## Data excerpts
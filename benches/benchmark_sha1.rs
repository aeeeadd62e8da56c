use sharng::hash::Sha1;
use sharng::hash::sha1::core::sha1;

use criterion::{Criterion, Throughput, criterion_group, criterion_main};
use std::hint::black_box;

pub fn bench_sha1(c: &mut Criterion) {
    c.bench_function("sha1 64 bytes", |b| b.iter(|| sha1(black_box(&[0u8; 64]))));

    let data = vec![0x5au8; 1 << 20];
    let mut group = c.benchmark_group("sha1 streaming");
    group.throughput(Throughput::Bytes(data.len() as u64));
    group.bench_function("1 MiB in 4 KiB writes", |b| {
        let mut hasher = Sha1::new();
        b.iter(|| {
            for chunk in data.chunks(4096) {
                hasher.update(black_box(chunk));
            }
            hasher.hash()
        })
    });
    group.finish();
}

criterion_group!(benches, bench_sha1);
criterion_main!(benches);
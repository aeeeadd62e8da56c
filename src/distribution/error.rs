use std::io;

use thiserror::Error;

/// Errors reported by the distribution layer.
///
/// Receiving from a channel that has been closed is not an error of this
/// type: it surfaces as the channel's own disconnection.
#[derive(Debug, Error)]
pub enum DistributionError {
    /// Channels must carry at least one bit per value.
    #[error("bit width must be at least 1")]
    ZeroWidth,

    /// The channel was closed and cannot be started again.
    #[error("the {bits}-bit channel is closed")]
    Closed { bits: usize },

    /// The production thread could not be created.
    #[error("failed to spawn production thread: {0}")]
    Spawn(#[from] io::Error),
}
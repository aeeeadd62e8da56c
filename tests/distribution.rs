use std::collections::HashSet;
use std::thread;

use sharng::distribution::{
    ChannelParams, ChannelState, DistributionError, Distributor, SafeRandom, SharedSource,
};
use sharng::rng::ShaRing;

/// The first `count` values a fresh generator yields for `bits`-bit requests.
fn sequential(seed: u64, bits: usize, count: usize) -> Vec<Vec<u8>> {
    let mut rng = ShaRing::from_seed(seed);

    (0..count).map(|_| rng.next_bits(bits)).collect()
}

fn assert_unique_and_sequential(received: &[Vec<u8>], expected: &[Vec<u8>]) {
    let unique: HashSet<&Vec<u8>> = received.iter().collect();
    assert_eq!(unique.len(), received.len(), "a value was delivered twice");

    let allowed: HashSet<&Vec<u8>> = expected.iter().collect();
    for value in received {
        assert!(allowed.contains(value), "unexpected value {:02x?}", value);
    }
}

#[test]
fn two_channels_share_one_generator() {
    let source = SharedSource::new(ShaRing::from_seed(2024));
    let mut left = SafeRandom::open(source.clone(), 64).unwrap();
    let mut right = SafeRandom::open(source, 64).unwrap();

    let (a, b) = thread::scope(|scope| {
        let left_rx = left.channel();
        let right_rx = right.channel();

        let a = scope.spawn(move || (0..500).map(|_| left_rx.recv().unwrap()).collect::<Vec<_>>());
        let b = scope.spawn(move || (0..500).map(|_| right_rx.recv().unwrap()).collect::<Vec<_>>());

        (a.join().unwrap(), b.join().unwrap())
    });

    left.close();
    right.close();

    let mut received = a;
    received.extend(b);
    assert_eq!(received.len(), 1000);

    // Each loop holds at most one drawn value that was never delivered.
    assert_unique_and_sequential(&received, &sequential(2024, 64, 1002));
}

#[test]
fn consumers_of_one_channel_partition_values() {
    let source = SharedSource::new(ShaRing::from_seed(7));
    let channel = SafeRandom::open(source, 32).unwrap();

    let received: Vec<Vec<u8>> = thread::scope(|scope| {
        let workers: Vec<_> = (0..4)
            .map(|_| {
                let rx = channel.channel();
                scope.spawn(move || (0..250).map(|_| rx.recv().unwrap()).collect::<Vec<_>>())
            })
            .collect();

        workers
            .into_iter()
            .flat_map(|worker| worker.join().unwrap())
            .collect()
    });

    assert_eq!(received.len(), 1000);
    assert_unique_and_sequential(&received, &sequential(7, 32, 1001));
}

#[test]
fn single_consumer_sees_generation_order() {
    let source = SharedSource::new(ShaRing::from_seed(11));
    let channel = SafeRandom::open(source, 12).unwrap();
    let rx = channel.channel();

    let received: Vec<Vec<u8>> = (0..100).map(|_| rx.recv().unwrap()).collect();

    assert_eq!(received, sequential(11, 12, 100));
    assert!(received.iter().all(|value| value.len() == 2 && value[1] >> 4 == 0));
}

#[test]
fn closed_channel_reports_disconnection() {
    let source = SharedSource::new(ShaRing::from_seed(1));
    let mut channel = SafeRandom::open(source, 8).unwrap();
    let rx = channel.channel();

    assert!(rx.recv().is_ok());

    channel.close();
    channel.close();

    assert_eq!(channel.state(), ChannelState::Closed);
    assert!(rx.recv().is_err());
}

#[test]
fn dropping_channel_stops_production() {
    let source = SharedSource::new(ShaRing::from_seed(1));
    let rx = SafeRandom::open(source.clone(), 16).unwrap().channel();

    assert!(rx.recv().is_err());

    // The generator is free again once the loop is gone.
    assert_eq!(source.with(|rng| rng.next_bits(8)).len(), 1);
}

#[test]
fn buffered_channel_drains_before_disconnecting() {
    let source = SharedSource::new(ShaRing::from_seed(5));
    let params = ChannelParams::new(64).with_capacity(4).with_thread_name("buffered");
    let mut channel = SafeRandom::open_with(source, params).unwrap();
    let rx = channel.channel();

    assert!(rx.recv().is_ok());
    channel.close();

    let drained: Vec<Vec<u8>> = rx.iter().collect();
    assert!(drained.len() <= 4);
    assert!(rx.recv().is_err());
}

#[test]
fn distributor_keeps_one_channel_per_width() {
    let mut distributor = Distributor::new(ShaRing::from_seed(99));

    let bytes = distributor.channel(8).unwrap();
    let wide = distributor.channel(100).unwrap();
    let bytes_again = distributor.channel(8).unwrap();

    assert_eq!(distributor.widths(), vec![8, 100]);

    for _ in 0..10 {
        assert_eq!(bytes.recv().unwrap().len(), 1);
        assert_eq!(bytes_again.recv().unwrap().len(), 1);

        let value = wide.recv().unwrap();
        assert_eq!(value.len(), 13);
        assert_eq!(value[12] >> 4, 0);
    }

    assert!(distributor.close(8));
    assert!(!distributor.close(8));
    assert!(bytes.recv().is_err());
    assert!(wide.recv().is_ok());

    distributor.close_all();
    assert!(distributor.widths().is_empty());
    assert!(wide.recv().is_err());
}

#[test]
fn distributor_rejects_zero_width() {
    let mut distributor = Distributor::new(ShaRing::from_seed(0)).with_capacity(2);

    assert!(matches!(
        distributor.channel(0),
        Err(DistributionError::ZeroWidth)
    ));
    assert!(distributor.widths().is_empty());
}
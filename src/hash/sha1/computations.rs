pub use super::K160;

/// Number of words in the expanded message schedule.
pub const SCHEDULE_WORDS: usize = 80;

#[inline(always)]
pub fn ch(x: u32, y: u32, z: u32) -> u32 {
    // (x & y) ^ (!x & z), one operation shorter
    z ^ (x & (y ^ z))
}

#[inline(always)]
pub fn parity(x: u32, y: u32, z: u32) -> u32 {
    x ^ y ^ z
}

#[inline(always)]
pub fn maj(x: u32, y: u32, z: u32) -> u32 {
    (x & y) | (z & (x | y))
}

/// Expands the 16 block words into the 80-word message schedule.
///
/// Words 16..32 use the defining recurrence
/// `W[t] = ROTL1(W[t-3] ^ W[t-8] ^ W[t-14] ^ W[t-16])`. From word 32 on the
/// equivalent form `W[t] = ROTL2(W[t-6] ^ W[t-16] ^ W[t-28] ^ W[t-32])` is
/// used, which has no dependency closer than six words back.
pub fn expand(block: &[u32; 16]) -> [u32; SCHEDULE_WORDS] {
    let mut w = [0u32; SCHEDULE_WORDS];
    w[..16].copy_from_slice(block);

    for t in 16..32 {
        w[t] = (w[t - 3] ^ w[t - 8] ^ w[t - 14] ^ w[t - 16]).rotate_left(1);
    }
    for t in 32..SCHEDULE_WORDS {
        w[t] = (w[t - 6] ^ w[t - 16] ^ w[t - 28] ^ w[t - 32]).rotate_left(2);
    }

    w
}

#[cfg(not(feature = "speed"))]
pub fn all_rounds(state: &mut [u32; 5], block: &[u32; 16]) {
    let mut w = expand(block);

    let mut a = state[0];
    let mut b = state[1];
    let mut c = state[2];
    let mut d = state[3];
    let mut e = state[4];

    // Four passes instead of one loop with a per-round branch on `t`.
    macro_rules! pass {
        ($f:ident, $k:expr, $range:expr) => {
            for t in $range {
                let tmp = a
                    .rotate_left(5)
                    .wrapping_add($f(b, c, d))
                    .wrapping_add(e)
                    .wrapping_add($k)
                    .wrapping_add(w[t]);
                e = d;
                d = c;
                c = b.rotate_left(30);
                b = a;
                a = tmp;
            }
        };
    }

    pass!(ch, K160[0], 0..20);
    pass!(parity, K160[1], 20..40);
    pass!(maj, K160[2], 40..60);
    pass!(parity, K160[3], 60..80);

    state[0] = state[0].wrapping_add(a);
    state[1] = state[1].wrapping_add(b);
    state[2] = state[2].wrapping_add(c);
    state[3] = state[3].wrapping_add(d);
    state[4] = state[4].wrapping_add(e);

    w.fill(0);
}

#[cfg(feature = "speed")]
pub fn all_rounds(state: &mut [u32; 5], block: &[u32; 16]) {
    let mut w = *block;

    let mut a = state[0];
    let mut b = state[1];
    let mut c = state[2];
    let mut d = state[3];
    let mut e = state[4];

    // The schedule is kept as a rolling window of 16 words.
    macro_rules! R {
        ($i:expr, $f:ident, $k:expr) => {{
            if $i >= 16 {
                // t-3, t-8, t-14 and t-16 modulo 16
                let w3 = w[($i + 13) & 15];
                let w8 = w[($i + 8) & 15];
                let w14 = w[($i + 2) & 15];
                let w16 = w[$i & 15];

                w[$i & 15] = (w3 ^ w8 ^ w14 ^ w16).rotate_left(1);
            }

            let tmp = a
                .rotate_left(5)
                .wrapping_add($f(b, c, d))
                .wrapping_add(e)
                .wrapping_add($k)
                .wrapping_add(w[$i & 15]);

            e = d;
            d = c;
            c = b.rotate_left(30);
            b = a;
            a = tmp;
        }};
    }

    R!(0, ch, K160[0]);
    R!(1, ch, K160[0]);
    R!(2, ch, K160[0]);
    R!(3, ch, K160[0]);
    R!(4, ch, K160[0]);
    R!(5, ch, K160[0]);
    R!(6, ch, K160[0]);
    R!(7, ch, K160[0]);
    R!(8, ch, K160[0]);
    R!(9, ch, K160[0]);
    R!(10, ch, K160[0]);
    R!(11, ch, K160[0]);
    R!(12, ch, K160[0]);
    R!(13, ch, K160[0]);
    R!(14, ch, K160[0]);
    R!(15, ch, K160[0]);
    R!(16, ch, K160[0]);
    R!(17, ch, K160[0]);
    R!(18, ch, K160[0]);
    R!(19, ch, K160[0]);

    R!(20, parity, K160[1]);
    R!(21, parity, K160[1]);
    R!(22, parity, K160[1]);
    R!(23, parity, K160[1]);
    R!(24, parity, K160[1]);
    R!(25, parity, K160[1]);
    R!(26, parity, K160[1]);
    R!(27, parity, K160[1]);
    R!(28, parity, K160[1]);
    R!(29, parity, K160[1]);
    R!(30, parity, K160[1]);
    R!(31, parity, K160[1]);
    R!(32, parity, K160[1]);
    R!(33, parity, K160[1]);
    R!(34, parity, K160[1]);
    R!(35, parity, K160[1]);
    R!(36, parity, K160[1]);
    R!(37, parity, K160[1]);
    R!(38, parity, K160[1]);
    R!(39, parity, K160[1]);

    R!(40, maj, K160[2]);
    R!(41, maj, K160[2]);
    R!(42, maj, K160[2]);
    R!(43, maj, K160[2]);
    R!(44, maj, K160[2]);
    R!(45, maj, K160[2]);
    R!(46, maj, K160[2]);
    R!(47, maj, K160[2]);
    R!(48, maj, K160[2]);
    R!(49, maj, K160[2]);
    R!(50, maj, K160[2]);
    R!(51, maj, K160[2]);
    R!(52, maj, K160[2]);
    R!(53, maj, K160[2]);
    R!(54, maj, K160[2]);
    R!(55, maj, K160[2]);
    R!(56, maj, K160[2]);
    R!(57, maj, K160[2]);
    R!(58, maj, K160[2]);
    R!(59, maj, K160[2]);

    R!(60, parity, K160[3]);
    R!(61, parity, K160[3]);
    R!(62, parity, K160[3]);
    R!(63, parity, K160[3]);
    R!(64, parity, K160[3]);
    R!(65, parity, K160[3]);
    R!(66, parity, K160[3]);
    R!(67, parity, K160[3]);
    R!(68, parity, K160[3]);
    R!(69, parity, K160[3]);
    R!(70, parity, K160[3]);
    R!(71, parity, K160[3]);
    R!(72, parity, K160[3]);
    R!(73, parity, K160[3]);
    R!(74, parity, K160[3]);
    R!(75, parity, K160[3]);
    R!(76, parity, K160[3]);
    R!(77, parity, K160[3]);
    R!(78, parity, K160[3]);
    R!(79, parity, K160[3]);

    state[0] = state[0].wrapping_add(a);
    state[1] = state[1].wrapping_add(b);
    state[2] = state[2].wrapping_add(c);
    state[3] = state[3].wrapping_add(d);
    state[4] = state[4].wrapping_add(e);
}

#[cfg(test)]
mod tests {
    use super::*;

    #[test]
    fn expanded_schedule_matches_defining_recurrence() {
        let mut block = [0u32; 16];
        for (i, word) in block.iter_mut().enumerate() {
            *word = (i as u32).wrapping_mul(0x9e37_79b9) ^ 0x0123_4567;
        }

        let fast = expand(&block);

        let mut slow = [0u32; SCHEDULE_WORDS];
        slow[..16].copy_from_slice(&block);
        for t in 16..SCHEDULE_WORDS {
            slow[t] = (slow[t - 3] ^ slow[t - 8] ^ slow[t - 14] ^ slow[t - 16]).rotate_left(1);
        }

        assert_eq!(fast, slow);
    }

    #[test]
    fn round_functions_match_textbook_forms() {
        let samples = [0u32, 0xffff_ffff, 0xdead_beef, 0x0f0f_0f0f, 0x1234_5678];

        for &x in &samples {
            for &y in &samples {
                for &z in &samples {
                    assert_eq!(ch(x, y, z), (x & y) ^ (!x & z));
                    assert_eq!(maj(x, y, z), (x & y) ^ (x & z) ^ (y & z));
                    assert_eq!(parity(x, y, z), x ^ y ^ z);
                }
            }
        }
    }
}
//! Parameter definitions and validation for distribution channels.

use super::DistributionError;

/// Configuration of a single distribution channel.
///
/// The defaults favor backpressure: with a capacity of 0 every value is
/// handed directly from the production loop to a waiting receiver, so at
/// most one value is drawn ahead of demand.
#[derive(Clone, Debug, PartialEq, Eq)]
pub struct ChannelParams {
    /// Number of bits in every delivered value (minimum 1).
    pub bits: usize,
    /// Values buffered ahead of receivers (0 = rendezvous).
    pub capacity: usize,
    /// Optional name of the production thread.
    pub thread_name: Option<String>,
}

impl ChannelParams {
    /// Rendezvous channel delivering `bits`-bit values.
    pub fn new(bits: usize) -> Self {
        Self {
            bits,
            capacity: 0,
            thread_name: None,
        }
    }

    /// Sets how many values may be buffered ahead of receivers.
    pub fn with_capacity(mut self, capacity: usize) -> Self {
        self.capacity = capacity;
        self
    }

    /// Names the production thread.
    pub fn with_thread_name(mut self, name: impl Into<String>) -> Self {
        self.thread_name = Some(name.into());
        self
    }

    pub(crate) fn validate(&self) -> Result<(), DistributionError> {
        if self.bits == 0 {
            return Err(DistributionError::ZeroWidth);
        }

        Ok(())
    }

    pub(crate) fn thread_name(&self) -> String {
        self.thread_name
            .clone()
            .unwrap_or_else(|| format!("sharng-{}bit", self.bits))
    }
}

--

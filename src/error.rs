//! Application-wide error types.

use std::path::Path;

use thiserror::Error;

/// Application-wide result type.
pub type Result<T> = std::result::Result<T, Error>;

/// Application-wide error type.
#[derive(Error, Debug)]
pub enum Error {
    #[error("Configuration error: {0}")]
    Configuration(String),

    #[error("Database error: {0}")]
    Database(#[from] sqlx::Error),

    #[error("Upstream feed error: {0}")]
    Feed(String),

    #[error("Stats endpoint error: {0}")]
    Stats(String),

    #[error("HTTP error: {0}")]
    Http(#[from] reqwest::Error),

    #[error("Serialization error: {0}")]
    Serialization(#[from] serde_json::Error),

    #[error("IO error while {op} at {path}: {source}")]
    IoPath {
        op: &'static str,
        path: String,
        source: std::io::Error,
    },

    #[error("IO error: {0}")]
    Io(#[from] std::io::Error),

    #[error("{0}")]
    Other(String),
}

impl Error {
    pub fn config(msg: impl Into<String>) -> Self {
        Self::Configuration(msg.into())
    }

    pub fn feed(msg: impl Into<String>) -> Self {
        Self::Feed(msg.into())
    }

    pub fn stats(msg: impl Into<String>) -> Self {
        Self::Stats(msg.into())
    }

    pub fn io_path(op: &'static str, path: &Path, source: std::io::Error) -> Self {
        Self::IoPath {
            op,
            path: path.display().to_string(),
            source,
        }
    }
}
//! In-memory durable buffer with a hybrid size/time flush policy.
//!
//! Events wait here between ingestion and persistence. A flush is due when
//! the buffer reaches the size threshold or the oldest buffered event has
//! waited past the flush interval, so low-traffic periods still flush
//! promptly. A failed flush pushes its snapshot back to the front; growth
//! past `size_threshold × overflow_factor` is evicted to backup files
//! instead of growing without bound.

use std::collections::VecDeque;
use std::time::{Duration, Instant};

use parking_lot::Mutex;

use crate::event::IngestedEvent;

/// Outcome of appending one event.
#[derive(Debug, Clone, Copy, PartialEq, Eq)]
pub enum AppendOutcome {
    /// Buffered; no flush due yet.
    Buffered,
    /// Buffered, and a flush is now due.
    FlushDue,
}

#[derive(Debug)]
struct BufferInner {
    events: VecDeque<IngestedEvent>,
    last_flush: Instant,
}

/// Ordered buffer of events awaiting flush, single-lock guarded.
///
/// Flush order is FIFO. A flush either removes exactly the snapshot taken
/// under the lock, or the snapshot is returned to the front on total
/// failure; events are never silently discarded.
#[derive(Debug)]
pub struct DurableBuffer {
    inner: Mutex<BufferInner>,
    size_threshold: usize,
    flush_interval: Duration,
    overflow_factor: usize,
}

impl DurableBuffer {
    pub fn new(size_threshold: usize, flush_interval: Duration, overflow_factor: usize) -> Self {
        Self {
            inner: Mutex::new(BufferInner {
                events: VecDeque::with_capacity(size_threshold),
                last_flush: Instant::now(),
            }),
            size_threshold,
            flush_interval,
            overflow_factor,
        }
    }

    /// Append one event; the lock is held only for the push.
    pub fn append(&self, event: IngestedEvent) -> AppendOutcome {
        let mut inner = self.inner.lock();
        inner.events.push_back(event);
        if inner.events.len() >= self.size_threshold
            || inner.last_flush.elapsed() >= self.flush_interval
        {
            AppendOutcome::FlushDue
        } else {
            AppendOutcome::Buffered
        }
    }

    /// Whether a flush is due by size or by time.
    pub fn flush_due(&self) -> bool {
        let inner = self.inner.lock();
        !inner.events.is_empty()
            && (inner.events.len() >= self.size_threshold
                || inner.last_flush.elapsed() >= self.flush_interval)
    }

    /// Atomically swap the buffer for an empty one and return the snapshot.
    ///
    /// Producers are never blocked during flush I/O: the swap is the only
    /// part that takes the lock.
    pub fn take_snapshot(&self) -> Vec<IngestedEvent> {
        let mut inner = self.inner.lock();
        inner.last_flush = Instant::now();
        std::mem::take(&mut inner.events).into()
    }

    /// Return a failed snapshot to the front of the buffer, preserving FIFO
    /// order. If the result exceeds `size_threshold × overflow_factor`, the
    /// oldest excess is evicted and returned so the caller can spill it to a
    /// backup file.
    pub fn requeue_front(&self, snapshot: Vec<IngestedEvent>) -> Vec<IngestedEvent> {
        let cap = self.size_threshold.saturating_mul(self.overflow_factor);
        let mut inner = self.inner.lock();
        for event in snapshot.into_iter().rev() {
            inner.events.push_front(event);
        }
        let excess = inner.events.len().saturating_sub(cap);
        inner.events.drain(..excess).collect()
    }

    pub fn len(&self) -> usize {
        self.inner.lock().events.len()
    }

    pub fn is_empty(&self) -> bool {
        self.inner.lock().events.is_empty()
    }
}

## Your assignment
From the entries above, write out only the lines starting at the line that holds "R!(45, maj, K160[2]);" and ending at the line that holds "R!(71, parity, K160[3]);", keeping both and matching them exactly.

## Finished exercise
    R!(45, maj, K160[2]);
    R!(46, maj, K160[2]);
    R!(47, maj, K160[2]);
    R!(48, maj, K160[2]);
    R!(49, maj, K160[2]);
    R!(50, maj, K160[2]);
    R!(51, maj, K160[2]);
    R!(52, maj, K160[2]);
    R!(53, maj, K160[2]);
    R!(54, maj, K160[2]);
    R!(55, maj, K160[2]);
    R!(56, maj, K160[2]);
    R!(57, maj, K160[2]);
    R!(58, maj, K160[2]);
    R!(59, maj, K160[2]);

    R!(60, parity, K160[3]);
    R!(61, parity, K160[3]);
    R!(62, parity, K160[3]);
    R!(63, parity, K160[3]);
    R!(64, parity, K160[3]);
    R!(65, parity, K160[3]);
    R!(66, parity, K160[3]);
    R!(67, parity, K160[3]);
    R!(68, parity, K160[3]);
    R!(69, parity, K160[3]);
    R!(70, parity, K160[3]);
    R!(71, parity, K160[3]);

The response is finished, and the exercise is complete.